Sans trop rien prévoir, ni comprendre, Florian Richard Wirtz s’est embarqué dans une belle galère. En inscrivant le quatrième but du Bayer Leverkusen face au Werder en ce 14 avril 2024, le meneur de jeu a effectivement scellé le premier titre de champion d’Allemagne du club (score final 5-0, avec un triplé de Wirtz) et déclenché un envahissement de terrain à dix minutes du terme. Fumigènes rouges et drapeaux agités dans tous les sens, la sécurité – et le joueur lui-même – ont dû s’activer pour remettre tout le monde en tribunes. Car cette joie communicative, le public de Leverkusen attendait de la partager avec un enfant du cru, à même de faire renaître les espoirs déchus de Michael Ballack, Bernd Schneider ou Carsten Ramelow en soulevant l’historique Meisterschale. Avant d’en faire de même à l’Euro ? Tentative de réponse.

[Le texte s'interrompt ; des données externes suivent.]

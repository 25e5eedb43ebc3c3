//! API key middleware.

use axum::{
    extract::{Request, State},
    middleware::Next,
    response::Response,
};

use super::error::AppError;
use super::state::AppState;

pub const API_KEY_HEADER: &str = "x-api-key";

/// Reject requests without a usable `X-API-Key` header.
///
/// When the server has a configured key the header must match it exactly,
/// surrounding whitespace included; otherwise any non-blank value is accepted.
pub async fn require_api_key(
    State(state): State<AppState>,
    request: Request,
    next: Next,
) -> Result<Response, AppError> {
    let provided = request
        .headers()
        .get(API_KEY_HEADER)
        .and_then(|v| v.to_str().ok())
        .filter(|v| !v.trim().is_empty())
        .ok_or_else(|| AppError::Unauthorized("Missing X-API-Key header".to_string()))?;

    if let Some(expected) = state.api_key.as_deref() {
        if provided != expected {
            return Err(AppError::Unauthorized("Invalid API key".to_string()));
        }
    }

    Ok(next.run(request).await)
}
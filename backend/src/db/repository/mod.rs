//! Observation store abstraction.

pub mod error;

use async_trait::async_trait;
use chrono::{DateTime, Utc};

pub use error::{ErrorContext, RepositoryError, RepositoryResult};

use crate::models::{Observation, ObservationId};

/// Append-only observation log.
///
/// Implementations encrypt the coordinate pair of each record at rest and
/// must be `Send + Sync` so a single instance can serve concurrent requests.
#[async_trait]
pub trait ObservationRepository: Send + Sync {
    /// Check that the backing store is reachable.
    async fn health_check(&self) -> RepositoryResult<bool>;

    /// Persist an observation.
    ///
    /// A fresh [`ObservationId`] is assigned when `observation.id` is `None`.
    /// Returns the stored observation with its id set.
    async fn create_observation(&self, observation: Observation) -> RepositoryResult<Observation>;

    async fn get_observation(&self, id: ObservationId) -> RepositoryResult<Option<Observation>>;

    /// Observations for `target` (case-insensitive) with `from <= observed_at <= to`,
    /// ordered by `observed_at` ascending. Missing bounds are open.
    async fn query_observations(
        &self,
        target: &str,
        from: Option<DateTime<Utc>>,
        to: Option<DateTime<Utc>>,
    ) -> RepositoryResult<Vec<Observation>>;
}
//! Human-readable pointing directions.

/// 16-point compass rose, clockwise from north.
const COMPASS_POINTS: [&str; 16] = [
    "N", "NNE", "NE", "ENE", "E", "ESE", "SE", "SSE", "S", "SSW", "SW", "WSW", "W", "WNW", "NW",
    "NNW",
];

const SECTOR_WIDTH_DEG: f64 = 22.5;
const POLE_STAR: &str = "Polaris";
/// How close to north the pole star must be for the "look north" phrasing.
const NORTH_TOLERANCE_DEG: f64 = 10.0;

/// Compass label for an azimuth already reduced to [0, 360).
pub fn compass_point(azimuth_deg: f64) -> &'static str {
    let sector = (azimuth_deg / SECTOR_WIDTH_DEG).round_ties_even() as usize % COMPASS_POINTS.len();
    COMPASS_POINTS[sector]
}

/// Produce pointing guidance for a target at the given azimuth/altitude.
///
/// Inputs must be finite. Rounded degrees are printed as integers.
pub fn generate_guidance(azimuth_deg: f64, altitude_deg: f64, target: &str) -> String {
    let az = ((azimuth_deg % 360.0) + 360.0) % 360.0;
    let compass = match compass_point(az) {
        "N" => "due north",
        other => other,
    };

    let alt_rounded = altitude_deg.round_ties_even() as i64;
    let az_rounded = az.round_ties_even() as i64;

    if target.eq_ignore_ascii_case(POLE_STAR) {
        if az.abs() < NORTH_TOLERANCE_DEG || (az - 360.0).abs() < NORTH_TOLERANCE_DEG {
            return format!(
                "Look {compass} at about {alt_rounded}° up for the brightest object — that's Polaris!"
            );
        }

        return format!(
            "Face {compass} (approx {az_rounded}°), then look {alt_rounded}° up to see Polaris."
        );
    }

    format!("Face {compass} (≈{az_rounded}°), then look {alt_rounded}° up to find {target}.")
}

Pacte brisé et Rüdi voleur
Dans la famille Wirtz, il faut ainsi demander le benjamin. Car oui, Florian est le dernier d’une fratrie de dix frères et sœurs. Une famille nombreuse, dont le père, Hans-Joachim – éducateur – et la mère, Karin – coach de handball – ont largement bâti la vie sportive. Et pour cause. Sur les dix enfants Wirtz, neuf se sont en effet destinés à une carrière dans le football. Seule Sophia, l’une des cadettes, a décidé de prendre une autre voie, en travaillant dans le marketing (au Bayer Leverkusen notamment). Dans ce contexte cadré et favorable, Florian a donc pu bénéficier de l’appui paternel dès ses débuts au SV Grün-Weiß Brauweiler, près de Cologne. Sous les ordres de son père (président du Grün-Weiß Brauweiler), celui qui n’a alors que 7 ans écume les tournois de la région, en se montrant toujours plus brillant que les autres. À ses côtés, sa sœur Juliane en fait de même, et le duo tape très vite dans l’œil des recruteurs du FC Cologne. Problème : Hans-Joachim ne souhaite pas voir ses deux derniers s’éloigner, il refuse. « Les dirigeants de Cologne venaient me supplier presque chaque jour au siège de mon club, narre le père Wirtz au Kölnisch Rundschau. Avec la famille, nous avons fini par accepter de laisser Florian faire une saison là-bas, pour savoir si cela lui plairait ou non. »
Nous sommes en 2010, et Florian Wirtz rejoint donc sa première grande structure. Il y restera dix ans. Pas loin du foyer familial – 18 kilomètres – le meneur de jeu s’éclate et compte aussi sur l’appui de son aînée Juliane, également enrôlée par Cologne. « À 14 ans, nous savions déjà qui était Florian Wirtz. Toute l’Allemagne le savait, à vrai dire », avançait Simon Rolfes, directeur sportif de Leverkusen, dans les colonnes de Goal. Le dirigeant fait alors le forcing pour signer ce jeune talent, dont le contrat à l’académie colonaise arrive à expiration. Cette « pression » mise par le Bayer Leverkusen, la famille Wirtz prend le temps de la gérer. Logique, puisque quelques années auparavant, ce même Bayer Leverkusen avait refusé de signer Florian au terme d’un essai jugé infructueux.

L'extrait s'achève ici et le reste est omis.